Let’s unpack that prayer a bit; here’s what Paul (and God) want for you and me, and every person on earth:

He Wants Us Whole and Strong

I pray that from his glorious, unlimited resources he will empower you with inner strength through his Spirit.  v.16
 Empowered is the word “dunamis”; we hear the word dynamite.  Paul wants the overwhelming, dynamic strength of God’s glory to be active in our lives.  But he prays for it to be on the inside, the inner being…spiritual strength.
In our world it seems everything is based upon the outward appearance, not inner.  Young girls jump through all the latest fad “hoops” just to look attractive.  That’s anything but authentic. 
When you ignore the inner self in favor of presenting a sensuous, lust-creating appearance, you’re prostituting away the best part of you; you exchange real life for an existence built on sand.
To be strengthened in the inner being is to be integrated, congruent, and whole; it’s when the inner character is so “together” that it shows through to the outside. 
It means you’re authentic; what you see is what you get!
God is that way – He’s authentic.  Scripture says He is the same yesterday, today and forever.[2] 
Authentic means you’re living into who God created you to be, because you are allowing God’s Spirit to control your life.  You’re the same on the inside as the outside.

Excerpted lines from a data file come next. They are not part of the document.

//! Initial beliefs for new items and judges.

use judge_core::model::Priors;
use serde::{Deserialize, Serialize};

use crate::ConfigError;

const fn default_mu() -> f64 {
    0.0
}

const fn default_sigma_sq() -> f64 {
    1.0
}

const fn default_alpha() -> f64 {
    10.0
}

const fn default_beta() -> f64 {
    1.0
}

#[derive(Debug, Clone, Deserialize, Serialize)]
pub struct PriorsConfig {
    /// Skill mean of a new item.
    #[serde(default = "default_mu")]
    pub mu: f64,

    /// Skill variance of a new item.
    #[serde(default = "default_sigma_sq")]
    pub sigma_sq: f64,

    /// Reliability shape parameters of a new judge. The default
    /// `Beta(10, 1)` assumes judges are mostly attentive.
    #[serde(default = "default_alpha")]
    pub alpha: f64,
    #[serde(default = "default_beta")]
    pub beta: f64,
}

impl Default for PriorsConfig {
    fn default() -> Self {
        Self {
            mu: default_mu(),
            sigma_sq: default_sigma_sq(),
            alpha: default_alpha(),
            beta: default_beta(),
        }
    }
}

impl PriorsConfig {
    /// # Errors
    ///
    /// Returns `ConfigError::InvalidValue` for a non-finite mean or a
    /// non-positive variance or shape parameter.
    pub fn validate(&self) -> Result<(), ConfigError> {
        if !self.mu.is_finite() {
            return Err(ConfigError::invalid("priors.mu", "must be finite"));
        }
        for (field, value) in [
            ("priors.sigma_sq", self.sigma_sq),
            ("priors.alpha", self.alpha),
            ("priors.beta", self.beta),
        ] {
            if !(value.is_finite() && value > 0.0) {
                return Err(ConfigError::invalid(
                    field,
                    format!("{value} must be a positive number"),
                ));
            }
        }
        Ok(())
    }

    #[must_use]
    pub const fn priors(&self) -> Priors {
        Priors {
            mu: self.mu,
            sigma_sq: self.sigma_sq,
            alpha: self.alpha,
            beta: self.beta,
        }
    }
}

#[cfg(test)]
mod tests {
    use super::*;

    #[test]
    fn defaults_match_model_defaults() {
        let config = PriorsConfig::default();
        assert!(config.validate().is_ok());
        assert_eq!(config.priors(), Priors::default());
    }

    #[test]
    fn rejects_non_positive_shape() {
        let config = PriorsConfig {
            beta: 0.0,
            ..Default::default()
        };
        assert!(matches!(
            config.validate(),
            Err(ConfigError::InvalidValue { field, .. }) if field == "priors.beta"
        ));
    }
}
//! Cross-cutting error types for the ranking engine.
//!
//! Storage errors (`DatabaseError`) live in `judge-db` and wrap `CoreError`.

use thiserror::Error;

/// Errors raised by pure computation in `judge-core`.
#[derive(Debug, Error)]
pub enum CoreError {
    /// Entity lookup returned no result.
    #[error("Entity not found: {entity_type} {id}")]
    NotFound { entity_type: String, id: String },

    /// A belief parameter was outside its valid domain (non-positive or
    /// non-finite variance or shape parameter).
    #[error("Invalid belief input: {field} = {value}")]
    InvalidBelief { field: &'static str, value: f64 },

    /// Data failed validation.
    #[error("Validation error: {0}")]
    Validation(String),
}

impl CoreError {
    pub(crate) fn not_found(entity_type: &str, id: &str) -> Self {
        Self::NotFound {
            entity_type: entity_type.to_string(),
            id: id.to_string(),
        }
    }
}
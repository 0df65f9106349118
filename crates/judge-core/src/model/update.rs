//! Joint skill/reliability update for one observed comparison.
//!
//! The exact posterior after observing "winner beats loser" is a two-part
//! mixture: the judge was attentive (probit likelihood on the skill
//! difference, reliability pseudo-count on `alpha`) or answered at random
//! (skills untouched, pseudo-count on `beta`). Both parts are weighted by the
//! same responsibilities, and each family is projected back onto itself by
//! matching first and second moments.

use serde::{Deserialize, Serialize};

use super::{
    KAPPA, MAX_SHAPE, MIN_SHAPE, MIN_SIGMA_SQ, Reliability, SkillBelief, inverse_mills, normal_cdf,
};
use crate::errors::CoreError;

/// Updated beliefs after one comparison.
#[derive(Debug, Clone, Copy, PartialEq, Serialize, Deserialize)]
pub struct UpdateResult {
    pub reliability: Reliability,
    pub winner: SkillBelief,
    pub loser: SkillBelief,
}

/// Apply one observed outcome.
///
/// # Errors
///
/// Returns `CoreError::InvalidBelief` if any input variance or shape
/// parameter is non-positive or non-finite. Outputs are always valid.
pub fn update(
    reliability: Reliability,
    winner: SkillBelief,
    loser: SkillBelief,
) -> Result<UpdateResult, CoreError> {
    let reliability = reliability.validate()?;
    let winner = winner.validate("winner")?;
    let loser = loser.validate("loser")?;
    Ok(Step::compute(reliability, winner, loser).apply())
}

/// Intermediate quantities shared by the skill and reliability projections.
#[derive(Debug, Clone, Copy)]
pub(crate) struct Step {
    reliability: Reliability,
    winner: SkillBelief,
    loser: SkillBelief,
    /// Predictive probability of the observed ordering.
    pub(crate) outcome_prob: f64,
    /// Posterior responsibility of the "attentive" component.
    attentive: f64,
    diff_mean: f64,
    diff_var: f64,
    post_diff_mean: f64,
    post_diff_var: f64,
}

impl Step {
    /// Inputs must already be validated.
    pub(crate) fn compute(reliability: Reliability, winner: SkillBelief, loser: SkillBelief) -> Self {
        let diff_mean = winner.mu - loser.mu;
        let diff_var = winner.sigma_sq + loser.sigma_sq;
        let scale = (1.0 + diff_var).sqrt();
        let z = diff_mean / scale;

        let attentive_prior = reliability.mean();
        let agree = attentive_prior * normal_cdf(z);
        let random = (1.0 - attentive_prior) * 0.5;
        let outcome_prob = (agree + random).max(f64::MIN_POSITIVE);
        let attentive = (agree / outcome_prob).clamp(0.0, 1.0);

        // Attentive component: N(d) * Phi(d), truncated-probit moments.
        let lambda = inverse_mills(z);
        let shift = diff_var / scale * lambda;
        let attentive_var =
            diff_var - diff_var * diff_var / (1.0 + diff_var) * lambda * (lambda + z);

        // Mixture with the untouched random component N(m, v).
        let post_diff_mean = diff_mean + attentive * shift;
        let post_diff_var = attentive * attentive_var
            + (1.0 - attentive) * diff_var
            + attentive * (1.0 - attentive) * shift * shift;

        Self {
            reliability,
            winner,
            loser,
            outcome_prob,
            attentive,
            diff_mean,
            diff_var,
            post_diff_mean,
            post_diff_var: post_diff_var.clamp(0.0, diff_var),
        }
    }

    pub(crate) fn apply(&self) -> UpdateResult {
        let delta = self.post_diff_mean - self.diff_mean;
        let retained = self.post_diff_var / self.diff_var;

        let winner_share = self.winner.sigma_sq / self.diff_var;
        let loser_share = self.loser.sigma_sq / self.diff_var;

        UpdateResult {
            reliability: self.updated_reliability(),
            winner: SkillBelief {
                mu: self.winner.mu + winner_share * delta,
                sigma_sq: shrink(self.winner.sigma_sq, winner_share, retained),
            },
            loser: SkillBelief {
                mu: self.loser.mu - loser_share * delta,
                sigma_sq: shrink(self.loser.sigma_sq, loser_share, retained),
            },
        }
    }

    /// Moment-match `a * Beta(alpha + 1, beta) + (1 - a) * Beta(alpha, beta + 1)`.
    fn updated_reliability(&self) -> Reliability {
        let Reliability { alpha, beta } = self.reliability;
        let a = self.attentive;
        let n = alpha + beta;

        let mean = (alpha + a) / (n + 1.0);
        let second = (alpha + 1.0) * (alpha + 2.0 * a) / ((n + 1.0) * (n + 2.0));
        let variance = second - mean * mean;

        let (alpha, beta) = if variance > 0.0 && variance.is_finite() {
            let concentration = (mean - second) / variance;
            (mean * concentration, (1.0 - mean) * concentration)
        } else {
            (alpha + a, beta + (1.0 - a))
        };

        Reliability {
            alpha: clamp_shape(alpha),
            beta: clamp_shape(beta),
        }
    }
}

/// Shrink an item variance by its share of the information gained on the
/// difference. The factor never exceeds 1.
fn shrink(sigma_sq: f64, share: f64, retained: f64) -> f64 {
    let factor = (1.0 - share * (1.0 - retained)).clamp(KAPPA, 1.0);
    (sigma_sq * factor).max(MIN_SIGMA_SQ.min(sigma_sq))
}

fn clamp_shape(value: f64) -> f64 {
    if value.is_finite() {
        value.clamp(MIN_SHAPE, MAX_SHAPE)
    } else {
        MAX_SHAPE
    }
}

#[cfg(test)]
mod tests {
    use proptest::prelude::*;
    use rstest::rstest;

    use super::*;

    fn unit() -> SkillBelief {
        SkillBelief::new(0.0, 1.0)
    }

    #[rstest]
    #[case(1.0, 1.0)]
    #[case(10.0, 1.0)]
    #[case(1.0, 10.0)]
    #[case(0.5, 0.5)]
    fn symmetric_case_separates_means(#[case] alpha: f64, #[case] beta: f64) {
        let result = update(Reliability::new(alpha, beta), unit(), unit()).unwrap();
        assert!(result.winner.mu > result.loser.mu);
        assert!(result.winner.mu > 0.0);
        assert!(result.loser.mu < 0.0);
        assert!(result.winner.sigma_sq < 1.0);
        assert!(result.loser.sigma_sq < 1.0);
    }

    #[test]
    fn uniform_reliability_still_informs_skills() {
        let result = update(Reliability::new(1.0, 1.0), unit(), unit()).unwrap();
        assert!(result.winner.mu > 0.0);
        assert!(result.winner.sigma_sq < 1.0);
        // Even outcome under a flat prior says nothing about attentiveness.
        assert!((result.reliability.mean() - 0.5).abs() < 1e-9);
    }

    #[test]
    fn agreeing_outcome_raises_reliability() {
        let prior = Reliability::new(5.0, 5.0);
        let strong = SkillBelief::new(2.0, 0.5);
        let weak = SkillBelief::new(-2.0, 0.5);

        let agree = update(prior, strong, weak).unwrap();
        assert!(agree.reliability.mean() > prior.mean());

        let disagree = update(prior, weak, strong).unwrap();
        assert!(disagree.reliability.mean() < prior.mean());
    }

    #[test]
    fn upset_moves_means_further_than_expected_result() {
        let prior = Reliability::new(10.0, 1.0);
        let strong = SkillBelief::new(1.0, 1.0);
        let weak = SkillBelief::new(-1.0, 1.0);

        let expected = update(prior, strong, weak).unwrap();
        let upset = update(prior, weak, strong).unwrap();
        assert!((upset.winner.mu - weak.mu) > (expected.winner.mu - strong.mu));
    }

    #[test]
    fn larger_variance_item_moves_more() {
        let result = update(
            Reliability::new(10.0, 1.0),
            SkillBelief::new(0.0, 2.0),
            SkillBelief::new(0.0, 0.5),
        )
        .unwrap();
        assert!(result.winner.mu.abs() > result.loser.mu.abs());
    }

    #[test]
    fn deterministic() {
        let rel = Reliability::new(3.0, 2.0);
        let a = update(rel, SkillBelief::new(0.3, 0.7), SkillBelief::new(-0.1, 1.2)).unwrap();
        let b = update(rel, SkillBelief::new(0.3, 0.7), SkillBelief::new(-0.1, 1.2)).unwrap();
        assert_eq!(a, b);
    }

    #[rstest]
    #[case(0.0, 1.0, 1.0)]
    #[case(1.0, 1.0, 0.0)]
    #[case(1.0, -2.0, 1.0)]
    #[case(f64::NAN, 1.0, 1.0)]
    fn rejects_invalid_inputs(#[case] alpha: f64, #[case] beta: f64, #[case] sigma_sq: f64) {
        let result = update(
            Reliability::new(alpha, beta),
            SkillBelief::new(0.0, sigma_sq),
            unit(),
        );
        assert!(matches!(result, Err(CoreError::InvalidBelief { .. })));
    }

    #[test]
    fn extreme_upset_stays_finite() {
        let result = update(
            Reliability::new(1e6, 1e-3),
            SkillBelief::new(-60.0, 1e-3),
            SkillBelief::new(60.0, 1e-3),
        )
        .unwrap();
        assert!(result.winner.mu.is_finite());
        assert!(result.loser.mu.is_finite());
        assert!(result.reliability.alpha > 0.0 && result.reliability.beta > 0.0);
    }

    fn shape() -> impl Strategy<Value = f64> {
        1e-3..1e4_f64
    }

    fn mean() -> impl Strategy<Value = f64> {
        -20.0..20.0_f64
    }

    fn variance() -> impl Strategy<Value = f64> {
        1e-6..50.0_f64
    }

    proptest! {
        #[test]
        fn outputs_stay_positive_and_variance_never_grows(
            alpha in shape(), beta in shape(),
            mw in mean(), vw in variance(),
            ml in mean(), vl in variance(),
        ) {
            let result = update(
                Reliability::new(alpha, beta),
                SkillBelief::new(mw, vw),
                SkillBelief::new(ml, vl),
            ).unwrap();

            prop_assert!(result.reliability.alpha > 0.0 && result.reliability.alpha.is_finite());
            prop_assert!(result.reliability.beta > 0.0 && result.reliability.beta.is_finite());
            prop_assert!(result.winner.sigma_sq > 0.0);
            prop_assert!(result.loser.sigma_sq > 0.0);
            prop_assert!(result.winner.sigma_sq <= vw);
            prop_assert!(result.loser.sigma_sq <= vl);
            prop_assert!(result.winner.mu >= mw);
            prop_assert!(result.loser.mu <= ml);
        }

        #[test]
        fn repeated_updates_stay_valid(outcomes in proptest::collection::vec(any::<bool>(), 1..200)) {
            let mut rel = Reliability::new(10.0, 1.0);
            let mut a = SkillBelief::new(0.0, 1.0);
            let mut b = SkillBelief::new(0.0, 1.0);
            for a_wins in outcomes {
                if a_wins {
                    let r = update(rel, a, b).unwrap();
                    rel = r.reliability;
                    a = r.winner;
                    b = r.loser;
                } else {
                    let r = update(rel, b, a).unwrap();
                    rel = r.reliability;
                    b = r.winner;
                    a = r.loser;
                }
                prop_assert!(rel.validate().is_ok());
                prop_assert!(a.validate("a").is_ok());
                prop_assert!(b.validate("b").is_ok());
            }
        }
    }
}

He Wants Us Loved by Christ on the Inside

Then Christ will make his home in your hearts as you trust in him.  Your roots will grow down into God’s love and keep you strong.  v.17
Christ dwelling in our hearts – how in the world do you explain that to a five year old?  You may have seen that email story a few years ago about the small boy who has to have heart surgery.  He is a faith-filled little guy, but the doctor is something of a skeptic. 
The night before the surgery the doctor tries to assure the boy by describing the operation.  The doc says “when I open your heart”, at which point the boy finishes the sentence… you’ll find Jesus there.
Well…is he there or not?  Yes AND no are the correct answers.  He may not be there physically, but his presence comes to unite with who you are on the inside, your spirit, soul – all that which makes you who and what you are – and his influence changes you from inside out.
What kind of influence?  Christ is dwelling, making himself at home in us, rooting us in him and building a strong foundation under us…Paul piles up methaphors[3] of how Jesus makes himself known to us on the inside, fitting us for living the kind of life a strong Christian can experience.
I became a Christian at a young age, but walked away from the faith in my teen years.  For a long time, more than a dozen years I was like the prodigal son – away from my Father.  Then I came home; God began (through a relationship of faith with Him in Christ) to change my wanter.  What is a wanterIt’s the source of most of our troubles.  It’s the inner craving for all the kinds of stuff, habits and activities that can either separate us from God, or join us to God. 
Can a Christian sin after he gets saved?  And do we?  Yes!  My answer is:  I sin all I want to; but when Jesus came and took up residence in my life, soul and spirit he changed my wanter.  I still have the ability to sin, but I want-to much less each year; He changes our wanter!

He Wants Us Living it and Loving Others

And may you have the power to understand, as all God’s people should, how wide, how long, how high, and how deep his love is.  May you experience the love of Christ, though it is too great to understand fully. v.18-19
To know in the Biblical sense is to experience by relationship. 
Knowing Christ’s love leads to the filling of the fullness of God.  To describe this is like telling a person what transcendent love means; words fail!  You might tell what you felt like in the presence of God’s transcendent love, but you have a tough time describing the love. 
How do you describe the wind? 
How do you describe the birth of a baby? 
You know what happened, but you’re awe struck at the magnitude of the event.
But let’s take a stab at it.  Imagine you’re in a fishing boat; you let down a net and pull it up again.  The catch is so tremendous that the net is breaking.  What will you do?  Will you keep this little occurrence to yourself, or tell the first eighteen thousand people you meet about your great prowess as a fisherman?
This is what it means to live the Christian life, and experience or know His transcendent love; this is what it is to know Christ Jesus, to be in the presence of Almighty God, and share with others, as best you can, what He has done for you.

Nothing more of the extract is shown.